Background and summary of events
- At the time she raised her complaint, the resident lived in a 2 bedroom, end of terrace bungalow. She was an assured tenant of the landlord and moved to the property in December 2021 through a mutual exchange. The resident has autism and mental health issues, of which the landlord was aware. The resident was assisted through the complaints process by a representative. For the purposes of the report, both the resident and her representative will be referred to as “the resident”.
- On 15 July 2022 the resident contacted the landlord to report that she was being disturbed by loud music and dogs barking in her neighbour’s property. She stated she was autistic and that the noise was triggering her, making her “angry, agitated” and “depressed”. She added that her neighbour’s dogs had been fouling on the communal grass area. She asked who she needed to contact about moving to another property. The landlord acknowledged the resident’s report on 29 July 2022. On 8 August 2022 it wrote to her with an update. It stated that it had made enquiries with Environmental Health (EH), who confirmed it would be installing sound recording equipment in her property. It added that it was waiting for the outcome of EH’s investigation and its legal officer was reviewing all evidence from other residents.

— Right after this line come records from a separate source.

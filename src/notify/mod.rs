//! Delivery of new-link messages
//!
//! A [`Notifier`] makes exactly one delivery attempt per message. The relay
//! logs failures and moves on, so a link is never delivered twice.

mod telegram;

pub use telegram::TelegramNotifier;

use crate::relay::CandidateLink;
use crate::RelayError;
use async_trait::async_trait;

/// A channel that new-link messages are delivered to
#[async_trait]
pub trait Notifier: Send + Sync {
    /// Attempts a single delivery of an HTML-formatted message
    async fn send(&self, chat_id: &str, text: &str) -> Result<(), RelayError>;
}

/// Notifier that only logs messages, used for dry runs
#[derive(Debug, Clone, Copy, Default)]
pub struct LogNotifier;

#[async_trait]
impl Notifier for LogNotifier {
    async fn send(&self, chat_id: &str, text: &str) -> Result<(), RelayError> {
        tracing::info!("[dry-run] would send to {}: {}", chat_id, text);
        Ok(())
    }
}

/// Renders the outbound message for a candidate: `<a href='URL'>TITLE</a>`
///
/// Telegram's HTML parse mode rejects a bare `&`, so it is escaped in both
/// parts; `'` is escaped in the URL since it delimits the attribute.
pub fn format_message(link: &CandidateLink) -> String {
    let url = link.url.replace('&', "&amp;").replace('\'', "&#39;");
    let title = link.title.replace('&', "&amp;");
    format!("<a href='{}'>{}</a>", url, title)
}
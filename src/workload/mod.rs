//! Container workload invocation plumbing.
//!
//! This module owns everything between "a prompt exists" and "structured
//! output came back": building the runtime command line for one container
//! invocation, spawning it with piped stdio, capturing stdout/stderr line
//! by line into shared buffers, and extracting the sentinel-framed JSON
//! payload from whatever the workload printed.
//!
//! Submodules:
//! - `codec`: [`LinesCodec`](tokio_util::codec::LinesCodec)-based framing
//!   for workload output streams with a max-line-length guard.
//! - `reader`: Async capture task feeding a [`CaptureBuffer`] that the
//!   close-signal watcher observes while the invocation is still running.
//! - `spawner`: Command construction, process spawning, the invocation
//!   name registry, and the graceful-stop primitive.
//! - `framing`: Sentinel extraction and payload encode/decode.

pub mod codec;
pub mod framing;
pub mod reader;
pub mod spawner;

use std::path::PathBuf;
use std::sync::Arc;

use tokio::sync::Mutex;

/// One host-to-container bind mount.
#[derive(Debug, Clone, PartialEq, Eq)]
pub struct Mount {
    /// Host-side path.
    pub host: PathBuf,
    /// Container-side path.
    pub container: String,
    /// Mount read-only.
    pub read_only: bool,
}

impl Mount {
    /// Construct a writable bind mount.
    #[must_use]
    pub fn writable(host: PathBuf, container: impl Into<String>) -> Self {
        Self {
            host,
            container: container.into(),
            read_only: false,
        }
    }

    /// Construct a read-only bind mount.
    #[must_use]
    pub fn read_only(host: PathBuf, container: impl Into<String>) -> Self {
        Self {
            host,
            container: container.into(),
            read_only: true,
        }
    }

    fn to_volume_arg(&self) -> String {
        let mut arg = format!("{}:{}", self.host.display(), self.container);
        if self.read_only {
            arg.push_str(":ro");
        }
        arg
    }
}

/// Executable invocation descriptor for one container workload.
///
/// The `name` must be unique among concurrently running invocations; the
/// spawner enforces this through [`spawner::InvocationNames`] and the
/// watchdog addresses its graceful-stop request to the same name.
#[derive(Debug, Clone, PartialEq, Eq)]
pub struct ContainerSpec {
    /// Runtime binary (`podman`, `docker`, or a stand-in under test).
    pub runtime: String,
    /// Image reference to run.
    pub image: String,
    /// Unique invocation name (`--name`).
    pub name: String,
    /// Bind mounts.
    pub mounts: Vec<Mount>,
    /// Environment variables exported into the container.
    pub env: Vec<(String, String)>,
    /// Memory limit (`--memory`), when set.
    pub memory: Option<String>,
    /// CPU limit (`--cpus`), when set.
    pub cpus: Option<String>,
    /// Extra runtime arguments inserted before the image reference.
    pub extra_args: Vec<String>,
    /// Command and arguments appended after the image reference,
    /// overriding the image entrypoint when non-empty.
    pub command: Vec<String>,
}

impl ContainerSpec {
    /// Construct a spec with no mounts, env, or limits.
    #[must_use]
    pub fn new(
        runtime: impl Into<String>,
        image: impl Into<String>,
        name: impl Into<String>,
    ) -> Self {
        Self {
            runtime: runtime.into(),
            image: image.into(),
            name: name.into(),
            mounts: Vec::new(),
            env: Vec::new(),
            memory: None,
            cpus: None,
            extra_args: Vec::new(),
            command: Vec::new(),
        }
    }

    /// Arguments for `runtime run`: removal on exit, stdin attached, the
    /// unique name, limits, mounts, env, then the image reference.
    #[must_use]
    pub fn run_args(&self) -> Vec<String> {
        let mut args = vec![
            "run".to_owned(),
            "--rm".to_owned(),
            "-i".to_owned(),
            "--name".to_owned(),
            self.name.clone(),
        ];
        if let Some(ref memory) = self.memory {
            args.push("--memory".to_owned());
            args.push(memory.clone());
        }
        if let Some(ref cpus) = self.cpus {
            args.push("--cpus".to_owned());
            args.push(cpus.clone());
        }
        for mount in &self.mounts {
            args.push("-v".to_owned());
            args.push(mount.to_volume_arg());
        }
        for (key, value) in &self.env {
            args.push("-e".to_owned());
            args.push(format!("{key}={value}"));
        }
        args.extend(self.extra_args.iter().cloned());
        args.push(self.image.clone());
        args.extend(self.command.iter().cloned());
        args
    }

    /// Arguments for the graceful-stop primitive, addressed by name.
    #[must_use]
    pub fn stop_args(&self, grace_seconds: u64) -> Vec<String> {
        vec![
            "stop".to_owned(),
            "-t".to_owned(),
            grace_seconds.to_string(),
            self.name.clone(),
        ]
    }
}

/// Shared, growable capture of one output stream.
///
/// The reader task appends decoded lines while the invocation runs; the
/// close-signal watcher scans the same buffer concurrently. Once the
/// invocation ends the orchestrator drains it with [`take_lines`].
///
/// [`take_lines`]: CaptureBuffer::take_lines
#[derive(Debug, Default)]
pub struct CaptureBuffer {
    lines: Vec<String>,
    closed: bool,
}

impl CaptureBuffer {
    /// Append one decoded line.
    pub fn push(&mut self, line: String) {
        self.lines.push(line);
    }

    /// Mark the stream as closed (EOF observed).
    pub fn mark_closed(&mut self) {
        self.closed = true;
    }

    /// Whether EOF has been observed on the stream.
    #[must_use]
    pub fn is_closed(&self) -> bool {
        self.closed
    }

    /// Captured lines so far.
    #[must_use]
    pub fn lines(&self) -> &[String] {
        &self.lines
    }

    /// Number of captured lines so far.
    #[must_use]
    pub fn len(&self) -> usize {
        self.lines.len()
    }

    /// Whether nothing has been captured yet.
    #[must_use]
    pub fn is_empty(&self) -> bool {
        self.lines.is_empty()
    }

    /// Drain the buffer, leaving it empty.
    pub fn take_lines(&mut self) -> Vec<String> {
        std::mem::take(&mut self.lines)
    }
}

/// Handle type shared between the reader task and its observers.
pub type SharedCapture = Arc<Mutex<CaptureBuffer>>;

/// Allocate an empty shared capture buffer.
#[must_use]
pub fn shared_capture() -> SharedCapture {
    Arc::new(Mutex::new(CaptureBuffer::default()))
}

/// Everything a finished invocation left behind.
///
/// A non-zero exit code is data, not an error: the workload may exit
/// non-zero while still having printed a valid sentinel-framed payload,
/// and callers decide what the code means.
#[derive(Debug, Clone, PartialEq, Eq)]
pub struct CapturedOutput {
    /// Captured stdout lines.
    pub stdout: Vec<String>,
    /// Captured stderr lines.
    pub stderr: Vec<String>,
    /// Process exit code; `None` when the process was signal-killed.
    pub exit_code: Option<i32>,
}

impl CapturedOutput {
    /// Whether the process exited zero.
    #[must_use]
    pub fn success(&self) -> bool {
        self.exit_code == Some(0)
    }

    /// Last `max_lines` of stdout joined for diagnostics, stderr appended
    /// when stdout is empty.
    #[must_use]
    pub fn diagnostic_tail(&self, max_lines: usize) -> String {
        let source = if self.stdout.is_empty() {
            &self.stderr
        } else {
            &self.stdout
        };
        let start = source.len().saturating_sub(max_lines);
        source[start..].join("\n")
    }
}
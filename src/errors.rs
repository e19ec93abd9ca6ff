//! Error types shared across the harness.

use std::fmt::{Display, Formatter};

/// Shared harness result type.
pub type Result<T> = std::result::Result<T, HarnessError>;

/// Harness error enumeration covering all domain failure modes.
///
/// The four workload-facing kinds map to distinct user-visible conditions:
/// `Launch` (the runtime or image is missing and the workload never
/// started), `MalformedOutput` (no parseable sentinel-framed payload),
/// `Workload` (the payload parsed but reported `status = error`), and
/// `Timeout` (the watchdog fired). A non-zero exit code on its own is
/// none of these; it is returned to callers as data.
#[derive(Debug)]
pub enum HarnessError {
    /// Configuration parsing or validation failure.
    Config(String),
    /// The workload process could not be started. Fatal, never retried.
    Launch(String),
    /// The invocation name is already held by a running invocation.
    NameConflict(String),
    /// Sentinel markers missing or the enclosed payload failed to parse.
    MalformedOutput {
        /// What went wrong with the framing or parse.
        reason: String,
        /// Raw enclosed text (or bounded output tail) for diagnostics.
        tail: String,
    },
    /// The workload produced a well-formed payload with `status = error`.
    Workload(String),
    /// The watchdog deadline elapsed and the workload was stopped.
    Timeout(u64),
    /// Session-state persistence failure.
    Session(String),
    /// Shared IPC directory failure.
    Ipc(String),
    /// File-system or I/O operation failure.
    Io(String),
}

impl Display for HarnessError {
    fn fmt(&self, f: &mut Formatter<'_>) -> std::fmt::Result {
        match self {
            Self::Config(msg) => write!(f, "config: {msg}"),
            Self::Launch(msg) => write!(f, "launch: {msg}"),
            Self::NameConflict(name) => {
                write!(f, "name conflict: invocation '{name}' is already running")
            }
            Self::MalformedOutput { reason, tail } => {
                if tail.is_empty() {
                    write!(f, "malformed output: {reason}")
                } else {
                    write!(f, "malformed output: {reason}\n--- captured tail ---\n{tail}")
                }
            }
            Self::Workload(msg) => write!(f, "workload error: {msg}"),
            Self::Timeout(secs) => {
                write!(f, "timeout: workload exceeded {secs}s deadline and was stopped")
            }
            Self::Session(msg) => write!(f, "session: {msg}"),
            Self::Ipc(msg) => write!(f, "ipc: {msg}"),
            Self::Io(msg) => write!(f, "io: {msg}"),
        }
    }
}

impl HarnessError {
    /// Process exit code used when this error terminates the CLI.
    ///
    /// Each workload-facing kind gets a stable, distinct code so shell
    /// callers can branch on the failure class without parsing stderr.
    #[must_use]
    pub const fn exit_code(&self) -> i32 {
        match self {
            Self::Config(_) => 2,
            Self::Launch(_) => 3,
            Self::NameConflict(_) => 4,
            Self::MalformedOutput { .. } => 5,
            Self::Workload(_) => 6,
            Self::Timeout(_) => 7,
            Self::Session(_) | Self::Ipc(_) | Self::Io(_) => 1,
        }
    }

    /// Whether a prompt loop should keep running after this error.
    ///
    /// Turn-level failures (the workload answered badly or too slowly)
    /// are recoverable; infrastructure failures are not.
    #[must_use]
    pub const fn is_turn_level(&self) -> bool {
        matches!(
            self,
            Self::MalformedOutput { .. } | Self::Workload(_) | Self::Timeout(_)
        )
    }
}

impl std::error::Error for HarnessError {}

impl From<toml::de::Error> for HarnessError {
    fn from(err: toml::de::Error) -> Self {
        Self::Config(format!("invalid config: {err}"))
    }
}

impl From<std::io::Error> for HarnessError {
    fn from(err: std::io::Error) -> Self {
        Self::Io(err.to_string())
    }
}
//! Timeout enforcement against workloads that never exit on their own.

use std::path::Path;
use std::time::{Duration, Instant};

use nanoclaw_harness::orchestrator::{run_invocation, InvocationOptions};
use nanoclaw_harness::persistence::MemorySessionStore;
use nanoclaw_harness::workload::spawner::InvocationNames;
use nanoclaw_harness::HarnessError;
use tokio_util::sync::CancellationToken;

use super::support::TestWorld;

fn workload_pid(world: &TestWorld) -> i32 {
    let raw = std::fs::read_to_string(world.dir.path().join("workload.pid"))
        .expect("workload wrote its pid");
    raw.trim().parse().expect("pid is numeric")
}

fn process_alive(pid: i32) -> bool {
    Path::new(&format!("/proc/{pid}")).exists()
}

/// Hanging workload whose `stop` verb terminates it, modelling a runtime
/// that honours the graceful stop.
fn hang_honouring_stop() -> String {
    r#"case "$1" in
  stop)
    pid=$(cat @DIR@/workload.pid 2>/dev/null) || exit 0
    kill "$pid" 2>/dev/null
    exit 0
    ;;
esac
cat > /dev/null
echo $$ > @DIR@/workload.pid
exec sleep 300"#
        .to_owned()
}

/// Hanging workload that ignores the graceful stop entirely, forcing the
/// hard-kill fallback.
fn hang_ignoring_stop() -> String {
    r#"case "$1" in
  stop) exit 0 ;;
esac
cat > /dev/null
echo $$ > @DIR@/workload.pid
exec sleep 300"#
        .to_owned()
}

#[tokio::test]
async fn deadline_stops_a_hung_workload_within_a_bounded_margin() {
    let mut world = TestWorld::with_runtime_script(&hang_honouring_stop());
    world.config.timeouts.invoke_seconds = 1;
    let store = MemorySessionStore::new();
    let names = InvocationNames::new();
    let cancel = CancellationToken::new();

    let started = Instant::now();
    let opts = InvocationOptions::new("family", "hang forever");
    let err = run_invocation(&world.config, &names, &store, &opts, &cancel)
        .await
        .expect_err("the deadline must end the turn");

    assert!(matches!(err, HarnessError::Timeout(1)), "got {err}");
    assert!(
        started.elapsed() <= Duration::from_secs(5),
        "stop must land promptly, took {:?}",
        started.elapsed()
    );
    assert!(
        !process_alive(workload_pid(&world)),
        "no workload process may survive the harness returning"
    );
    assert!(!names.is_reserved("nanoclaw-family"));
}

#[tokio::test]
async fn hard_kill_backstops_a_workload_that_ignores_the_stop() {
    let mut world = TestWorld::with_runtime_script(&hang_ignoring_stop());
    world.config.timeouts.invoke_seconds = 1;
    world.config.timeouts.stop_grace_seconds = 1;
    let store = MemorySessionStore::new();
    let names = InvocationNames::new();
    let cancel = CancellationToken::new();

    let started = Instant::now();
    let opts = InvocationOptions::new("family", "ignore the stop");
    let err = run_invocation(&world.config, &names, &store, &opts, &cancel)
        .await
        .expect_err("the kill fallback must end the turn");

    assert!(matches!(err, HarnessError::Timeout(1)), "got {err}");
    assert!(
        started.elapsed() <= Duration::from_secs(8),
        "grace then kill, took {:?}",
        started.elapsed()
    );
    assert!(!process_alive(workload_pid(&world)));
}

#[tokio::test]
async fn caller_cancellation_uses_the_same_stop_path() {
    let world = TestWorld::with_runtime_script(&hang_honouring_stop());
    let store = MemorySessionStore::new();
    let names = InvocationNames::new();
    let cancel = CancellationToken::new();

    let canceller = cancel.clone();
    tokio::spawn(async move {
        tokio::time::sleep(Duration::from_millis(300)).await;
        canceller.cancel();
    });

    let started = Instant::now();
    let opts = InvocationOptions::new("family", "hang until cancelled");
    let err = run_invocation(&world.config, &names, &store, &opts, &cancel)
        .await
        .expect_err("cancellation ends the turn");

    assert!(matches!(err, HarnessError::Workload(ref msg) if msg.contains("cancelled")));
    assert!(started.elapsed() <= Duration::from_secs(5));
    assert!(!process_alive(workload_pid(&world)));
    assert!(!names.is_reserved("nanoclaw-family"));
}

#[tokio::test]
async fn fast_completion_never_trips_the_watchdog() {
    let mut world = TestWorld::with_runtime_script(&super::support::responder_script("sess-w"));
    world.config.timeouts.invoke_seconds = 30;
    let store = MemorySessionStore::new();
    let names = InvocationNames::new();
    let cancel = CancellationToken::new();

    let opts = InvocationOptions::new("family", "quick turn");
    let outcome = run_invocation(&world.config, &names, &store, &opts, &cancel)
        .await
        .expect("fast turn succeeds");
    assert_eq!(outcome.reply, "fake reply");
}
//! Invocation timeout watchdog.
//!
//! Each invocation arms one watchdog before its workload spawns. The
//! watchdog reaches exactly one of two terminal states: `Cancelled` when
//! the invocation finishes first and disarms it, or `Fired` when the
//! deadline passes. On fire it issues the runtime's graceful stop for the
//! invocation's container name and signals the foreground wait through a
//! shared token; the foreground owns the hard-kill fallback.

use std::time::Duration;

use tokio::task::JoinHandle;
use tokio_util::sync::CancellationToken;
use tracing::{debug, warn};

use crate::workload::spawner::request_stop;
use crate::workload::ContainerSpec;

/// Extra seconds the stop command gets beyond the container grace period.
const STOP_WAIT_MARGIN_SECS: u64 = 5;

/// Terminal state of one watchdog.
#[derive(Debug, Clone, Copy, PartialEq, Eq)]
pub enum WatchdogOutcome {
    /// Deadline passed; the graceful stop was issued.
    Fired,
    /// Disarmed before the deadline.
    Cancelled,
}

/// Builder for one invocation's watchdog.
///
/// Call [`arm`](Self::arm) to start the timer task.
#[derive(Debug)]
pub struct Watchdog {
    spec: ContainerSpec,
    deadline: Duration,
    grace_seconds: u64,
}

impl Watchdog {
    /// Watchdog for the invocation described by `spec`.
    #[must_use]
    pub fn new(spec: ContainerSpec, deadline: Duration, grace_seconds: u64) -> Self {
        Self {
            spec,
            deadline,
            grace_seconds,
        }
    }

    /// Start the timer task and return its handle.
    #[must_use]
    pub fn arm(self) -> WatchdogHandle {
        let disarm = CancellationToken::new();
        let fired = CancellationToken::new();

        let task_disarm = disarm.clone();
        let task_fired = fired.clone();
        let join = tokio::spawn(async move {
            tokio::select! {
                () = task_disarm.cancelled() => {
                    debug!(name = %self.spec.name, "watchdog disarmed");
                    WatchdogOutcome::Cancelled
                }
                () = tokio::time::sleep(self.deadline) => {
                    warn!(
                        name = %self.spec.name,
                        deadline_secs = self.deadline.as_secs(),
                        "invocation deadline passed"
                    );
                    // Unblock the foreground wait first so its grace window
                    // runs concurrently with the stop command.
                    task_fired.cancel();
                    let wait =
                        Duration::from_secs(self.grace_seconds.saturating_add(STOP_WAIT_MARGIN_SECS));
                    if let Err(err) = request_stop(&self.spec, self.grace_seconds, wait).await {
                        warn!(name = %self.spec.name, error = %err, "graceful stop failed");
                    }
                    WatchdogOutcome::Fired
                }
            }
        });

        WatchdogHandle {
            disarm,
            fired,
            join: Some(join),
        }
    }
}

/// Control handle for an armed watchdog.
///
/// Dropping the handle disarms the timer; the invoker calls
/// [`disarm`](Self::disarm) explicitly so the terminal state is known
/// before the invocation name is released.
#[derive(Debug)]
pub struct WatchdogHandle {
    disarm: CancellationToken,
    fired: CancellationToken,
    join: Option<JoinHandle<WatchdogOutcome>>,
}

impl WatchdogHandle {
    /// Token cancelled at the moment the watchdog fires.
    #[must_use]
    pub fn fired_token(&self) -> CancellationToken {
        self.fired.clone()
    }

    /// Whether the watchdog has already fired.
    #[must_use]
    pub fn has_fired(&self) -> bool {
        self.fired.is_cancelled()
    }

    /// Disarm and await the timer task, returning its terminal state.
    ///
    /// Disarming after the deadline has passed still returns
    /// [`WatchdogOutcome::Fired`]; the stop command has completed (or
    /// failed) by the time this returns.
    pub async fn disarm(mut self) -> WatchdogOutcome {
        self.disarm.cancel();
        match self.join.take() {
            Some(join) => join.await.unwrap_or(WatchdogOutcome::Cancelled),
            None => WatchdogOutcome::Cancelled,
        }
    }
}

impl Drop for WatchdogHandle {
    fn drop(&mut self) {
        self.disarm.cancel();
    }
}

- Between 12 August and 14 September 2022, the resident continued to report loud music and barking dogs from her neighbour’s property. She said her neighbour had started banging on the walls late at night and had threatened other residents. She felt intimidated and said she could not live with “all the noise” and wanted help to move. She sent the landlord recordings she had made. On 9 September 2022, the resident stated that she had still not heard from anyone from housing and that she had been trying to get help for 2 months. The landlord wrote to her on 15 September 2022. It said that:
- the results from EH’s sound recordings taken between 8 and 18 August 2022 were “not conclusive”.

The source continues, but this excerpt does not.